Зато экономический либерализм у нас вполне сложился: главными являются экономические вопросы (или административно-хозяйственные). Тот взгляд, согласно которому, любая политическая деятельность должна быть подчинена экономическим вопросам, а если политическая деятельность мешает решать экономические проблемы, то она должна быть исключена, устранена. Очень часто люди, стоящие на позициях политического либерализма, обнаруживают, что от их лица говорят социальные расисты, дарвинисты или, если поиграть немного с названием Вашего сайта, откровенные русофобы (Я не люблю это слово, но как назвать людей, которые сами заявляют, что Россия исторически ущербна, а населяющие её люди представляют особый, неудачный и пугающий тип человека?!) Очевидно, далеко не всем либералам нравятся такие речи, но воспоминания о тяжёлом, насильственном советском прошлом не дают им сделать ни шагу влево. Если ты решаешь, что спасение от советского тоталитаризма исключительно в тотальном распространении рынка и конкуренции, то через некоторое время слышишь, что те, кто в этой конкуренции не слишком успешен – это какие-то неудачники, «нищеброды» и «неспособныши», как теперь принято говорить. А это совсем не то, к чему ты хотел прийти, убегая от душного советского общества.

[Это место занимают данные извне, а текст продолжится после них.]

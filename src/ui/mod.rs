//! UI rendering.
//!
//! The screen is the app shell: nav bar on top, the routed page in the
//! middle, and a footer with key hints or the address bar.

mod footer;
mod nav;
pub mod pages;
mod theme;

pub use footer::render_footer;
pub use nav::{active_link, render_nav, NavLink, NAV_LINKS};
pub use theme::*;

use ratatui::{
    layout::{Constraint, Layout, Rect},
    Frame,
};

use crate::app::{App, PageView};

/// Render the whole screen.
pub fn render(frame: &mut Frame, app: &App) {
    let [nav_area, body_area, footer_area] = Layout::vertical([
        Constraint::Length(3),
        Constraint::Min(1),
        Constraint::Length(1),
    ])
    .areas(frame.area());

    render_nav(frame, nav_area, app.route(), app.current_path());
    render_page(frame, body_area, &app.page.view, app.tick_count);
    render_footer(frame, footer_area, &app.address_bar, &app.history);
}

/// Router outlet: draw whichever page is mounted.
pub fn render_page(frame: &mut Frame, area: Rect, view: &PageView, tick: u64) {
    match view {
        PageView::Main => pages::main_page::render(frame, area),
        PageView::List(page) => pages::ships_list::render(frame, area, page, tick),
        PageView::Detail(page) => pages::starship::render(frame, area, page, tick),
        PageView::NotFound(path) => pages::not_found::render(frame, area, path),
    }
}

/// Text content of a rendered buffer, one line per row, trailing spaces
/// trimmed.
pub fn buffer_text(buffer: &ratatui::buffer::Buffer) -> String {
    let area = buffer.area;
    let mut out = String::new();
    for y in area.top()..area.bottom() {
        let mut row = String::new();
        for x in area.left()..area.right() {
            row.push_str(buffer[(x, y)].symbol());
        }
        out.push_str(row.trim_end());
        out.push('\n');
    }
    out
}

#[cfg(test)]
pub(crate) mod test_support {
    use ratatui::{backend::TestBackend, layout::Rect, Frame, Terminal};

    /// Draw with `draw` on a `width`x`height` test terminal and return the text.
    pub fn draw_text(width: u16, height: u16, draw: impl FnOnce(&mut Frame, Rect)) -> String {
        let mut terminal = Terminal::new(TestBackend::new(width, height)).unwrap();
        terminal
            .draw(|frame| {
                let area = frame.area();
                draw(frame, area);
            })
            .unwrap();
        super::buffer_text(terminal.backend().buffer())
    }
}
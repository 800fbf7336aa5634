//! Detail page for one starship.

use ratatui::{
    layout::Rect,
    style::{Modifier, Style},
    text::{Line, Span},
    widgets::{Block, Padding, Paragraph, Wrap},
    Frame,
};

use super::{failure_lines, heading, loading_line};
use crate::app::DetailPage;
use crate::fetch::FetchState;
use crate::models::Starship;
use crate::ui::theme::{COLOR_DIM, COLOR_HEADER, COLOR_VALUE};

/// "Appears in N film(s)", singular only for exactly one.
pub fn appears_in(count: usize) -> String {
    let noun = if count == 1 { "film" } else { "films" };
    format!("Appears in {} {}", count, noun)
}

fn value(field: &Option<String>) -> &str {
    field.as_deref().unwrap_or("")
}

/// Label/value pairs shown under "Features", in display order.
pub fn feature_fields(ship: &Starship) -> Vec<(&'static str, &str)> {
    vec![
        ("Starship Class", value(&ship.starship_class)),
        ("Capacity", value(&ship.cargo_capacity)),
        ("Crew (size)", value(&ship.crew)),
        ("Passengers", value(&ship.passengers)),
        ("Manufacturer", value(&ship.manufacturer)),
        ("HD Rating", value(&ship.hyperdrive_rating)),
    ]
}

fn section(title: &str) -> Line<'static> {
    Line::from(Span::styled(
        title.to_string(),
        Style::default().fg(COLOR_HEADER).add_modifier(Modifier::BOLD),
    ))
}

fn bullet(label: &str, value: &str) -> Line<'static> {
    Line::from(vec![
        Span::styled(format!("  • {}: ", label), Style::default().fg(COLOR_DIM)),
        Span::styled(value.to_string(), Style::default().fg(COLOR_VALUE)),
    ])
}

pub fn detail_lines(ship: &Starship) -> Vec<Line<'static>> {
    let mut lines = vec![heading(ship.display_name()), Line::from(""), section("Features")];
    lines.extend(
        feature_fields(ship)
            .into_iter()
            .map(|(label, value)| bullet(label, value)),
    );
    lines.push(Line::from(""));
    lines.push(section("Star Wars Stats"));
    lines.push(Line::from(vec![
        Span::styled("  • ", Style::default().fg(COLOR_DIM)),
        Span::styled(appears_in(ship.film_count()), Style::default().fg(COLOR_VALUE)),
    ]));
    lines
}

pub fn render(frame: &mut Frame, area: Rect, page: &DetailPage, tick: u64) {
    let lines = match &page.state {
        FetchState::Loading => vec![loading_line(tick)],
        FetchState::Loaded(ship) => detail_lines(ship),
        FetchState::Failed(err) => failure_lines(format!("Could not load starship {}", page.id), err),
    };

    let paragraph = Paragraph::new(lines)
        .block(Block::default().padding(Padding::horizontal(1)))
        .wrap(Wrap { trim: false });
    frame.render_widget(paragraph, area);
}
//! Records returned by the starship API.

mod lenient;
pub mod starship;

pub use starship::{id_from_url, Starship, StarshipPage, StarshipSummary};
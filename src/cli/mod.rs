//! Command-line interface.
//!
//! Parsed before the terminal is taken over, so `--version`, `--help`, and
//! argument errors print to a normal terminal:
//!
//! ```ignore
//! use starships::cli::{parse_args, run_cli_command, CliCommand};
//!
//! match parse_args(std::env::args()) {
//!     Ok(CliCommand::Run(args)) => { /* start the TUI */ }
//!     Ok(other) => std::process::exit(run_cli_command(&other)),
//!     Err(e) => { eprintln!("{}\n\n{}", e, USAGE); std::process::exit(2) }
//! }
//! ```

pub mod args;
pub mod version;

pub use args::{parse_args, ArgsError, CliCommand, RunArgs, USAGE};
pub use version::{version_line, VERSION};

/// Exit code for command-line usage errors.
pub const EXIT_USAGE: i32 = 2;

/// Print output for a non-TUI command and return its exit code.
///
/// `Run` is not handled here and returns 0 without printing.
pub fn run_cli_command(command: &CliCommand) -> i32 {
    match command {
        CliCommand::Version => {
            println!("{}", version_line());
            0
        }
        CliCommand::Help => {
            println!("{}", USAGE);
            0
        }
        CliCommand::Run(_) => 0,
    }
}

#[cfg(test)]
mod tests {
    use super::*;

    #[test]
    fn test_non_tui_commands_exit_zero() {
        assert_eq!(run_cli_command(&CliCommand::Version), 0);
        assert_eq!(run_cli_command(&CliCommand::Help), 0);
    }
}
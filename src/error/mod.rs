//! Error types for fetching starship records.
//!
//! There are two kinds of failure:
//!
//! | Kind | Variants | Cause |
//! |------|----------|-------|
//! | Network | `Network`, `Status` | Transport failure, timeout, non-2xx status |
//! | Parse | `Parse` | Body is not JSON of the expected shape |
//!
//! Both are logged once to the diagnostic sink and shown on the page.

mod fetch;

pub use fetch::{FetchError, FetchResult};
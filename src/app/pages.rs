//! Per-page state owned by the mounted page.

use crate::fetch::{FetchHandle, FetchState, MountId};
use crate::models::{Starship, StarshipSummary};
use crate::router::Route;

/// A navigable entry: label shown, path it leads to.
#[derive(Debug, Clone, PartialEq, Eq)]
pub struct Link {
    pub label: String,
    pub target: String,
}

impl Link {
    pub fn new(label: impl Into<String>, target: impl Into<String>) -> Self {
        Self {
            label: label.into(),
            target: target.into(),
        }
    }
}

/// State of the StarshipsList page.
#[derive(Debug, Clone, Default)]
pub struct ListPage {
    pub state: FetchState<Vec<StarshipSummary>>,
    /// Total reported by the API, which may exceed the entries returned
    pub total: Option<u64>,
    pub selected: usize,
}

impl ListPage {
    /// One link per fetched summary, in API order. Empty until loaded.
    pub fn links(&self) -> Vec<Link> {
        self.state
            .loaded()
            .map(|ships| summary_links(ships))
            .unwrap_or_default()
    }

    pub fn select_next(&mut self) {
        let count = self.links().len();
        if count > 0 && self.selected + 1 < count {
            self.selected += 1;
        }
    }

    pub fn select_prev(&mut self) {
        self.selected = self.selected.saturating_sub(1);
    }

    pub fn selected_link(&self) -> Option<Link> {
        self.links().into_iter().nth(self.selected)
    }
}

/// Links for a listing. The detail id comes from each entry's canonical URL,
/// falling back to its 1-based position when the URL carries none.
pub fn summary_links(ships: &[StarshipSummary]) -> Vec<Link> {
    ships
        .iter()
        .enumerate()
        .map(|(index, ship)| {
            let id = ship.id().unwrap_or_else(|| (index + 1).to_string());
            Link::new(ship.display_name(), Route::ship(id).path())
        })
        .collect()
}

/// State of the Starship detail page.
#[derive(Debug, Clone)]
pub struct DetailPage {
    pub id: String,
    pub state: FetchState<Starship>,
}

impl DetailPage {
    pub fn new(id: impl Into<String>) -> Self {
        Self {
            id: id.into(),
            state: FetchState::Loading,
        }
    }
}

/// What the router outlet is showing.
#[derive(Debug, Clone)]
pub enum PageView {
    Main,
    List(ListPage),
    Detail(DetailPage),
    NotFound(String),
}

impl PageView {
    pub fn name(&self) -> &'static str {
        match self {
            PageView::Main => "Main",
            PageView::List(_) => "StarshipsList",
            PageView::Detail(_) => "Starship",
            PageView::NotFound(_) => "NotFound",
        }
    }

    pub fn is_loading(&self) -> bool {
        match self {
            PageView::List(page) => page.state.is_loading(),
            PageView::Detail(page) => page.state.is_loading(),
            PageView::Main | PageView::NotFound(_) => false,
        }
    }
}

/// The currently mounted page plus the fetch it owns.
///
/// Replacing the mounted page drops `fetch`, which aborts an unfinished
/// request.
#[derive(Debug)]
pub struct MountedPage {
    pub route: Route,
    pub mount_id: MountId,
    pub view: PageView,
    pub(crate) fetch: Option<FetchHandle>,
}

impl MountedPage {
    pub fn has_pending_fetch(&self) -> bool {
        self.fetch.is_some()
    }
}

#[cfg(test)]
mod tests {
    use super::*;

    fn ship(name: &str, url: Option<&str>) -> StarshipSummary {
        StarshipSummary {
            name: Some(name.to_string()),
            url: url.map(str::to_string),
            ..Default::default()
        }
    }

    #[test]
    fn test_summary_links_use_url_id() {
        let ships = vec![
            ship("CR90 corvette", Some("https://swapi.dev/api/starships/2/")),
            ship("Death Star", Some("https://swapi.dev/api/starships/9/")),
        ];
        assert_eq!(
            summary_links(&ships),
            vec![
                Link::new("CR90 corvette", "/ships/2"),
                Link::new("Death Star", "/ships/9"),
            ]
        );
    }

    #[test]
    fn test_summary_links_fall_back_to_position() {
        let ships = vec![ship("A", None), ship("B", Some("https://swapi.dev/api/starships/"))];
        let links = summary_links(&ships);
        assert_eq!(links[0].target, "/ships/1");
        assert_eq!(links[1].target, "/ships/2");
    }

    #[test]
    fn test_list_selection_is_clamped() {
        let mut page = ListPage {
            state: FetchState::Loaded(vec![ship("A", None), ship("B", None)]),
            ..Default::default()
        };
        page.select_prev();
        assert_eq!(page.selected, 0);
        page.select_next();
        page.select_next();
        assert_eq!(page.selected, 1);
        assert_eq!(page.selected_link().unwrap().label, "B");
    }

    #[test]
    fn test_list_without_data_has_no_links() {
        let mut page = ListPage::default();
        assert!(page.links().is_empty());
        page.select_next();
        assert_eq!(page.selected, 0);
        assert_eq!(page.selected_link(), None);
    }

    #[test]
    fn test_page_view_loading() {
        assert!(PageView::Detail(DetailPage::new("9")).is_loading());
        assert!(!PageView::Main.is_loading());
        assert_eq!(PageView::NotFound("/x".into()).name(), "NotFound");
    }
}
//! Raw escape-sequence plumbing behind [`super::TerminalManager`].

use crossterm::{
    cursor::Show,
    execute,
    terminal::{disable_raw_mode, EnterAlternateScreen, LeaveAlternateScreen},
};
use std::io::{self, Write};

/// Switch `writer` to the alternate screen.
pub fn enter_tui_mode<W: Write>(writer: &mut W) -> io::Result<()> {
    execute!(writer, EnterAlternateScreen)
}

/// Undo [`enter_tui_mode`] and raw mode. Errors are ignored so this is safe
/// to call from drop and from the panic hook.
pub fn leave_tui_mode<W: Write>(writer: &mut W) {
    let _ = disable_raw_mode();
    let _ = execute!(writer, LeaveAlternateScreen, Show);
    let _ = writer.flush();
}

/// Best-effort restore on stdout.
pub fn restore_terminal() {
    leave_tui_mode(&mut io::stdout());
}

— Может быть, дело и в отсутствии лидера?

— Лидер, конечно, важная штука, но он возникает, когда есть сильный идеологический синтез, который позволяет создавать сильные коалиции поверх существующих идеологических ограничений. Сейчас именно этого не хватает. Не хватает чёткой рефлексии позиций. Но здесь всё же нужно разграничить политических и экономических либералов. У последних сегодня не так уж и много проблем. И часто их замечания или недовольство носит вкусовой характер. Наверное, не очень приятно, когда по телевизору много говорят о Сталине (и для политических, и для экономических либералов в Сталине нет ничего хорошего), но в общем, эти разговоры не мешают вести собственный бизнес, заниматься делом и преумножать богатства: свободный рынок есть, поэтому пусть говорят. А дальше индивидуальный выбор: готов ли ты отказаться от каких-то прав и свобод ради этой возможности заниматься бизнесом? Если готов, то проблем-то и нет. А вот у политических либералов проблем больше. Там явно не хватает чёткой повестки и идеологического синтеза, который позволил бы им объединиться с другими антиавторитарными силами в стране. Вот это более важная задача.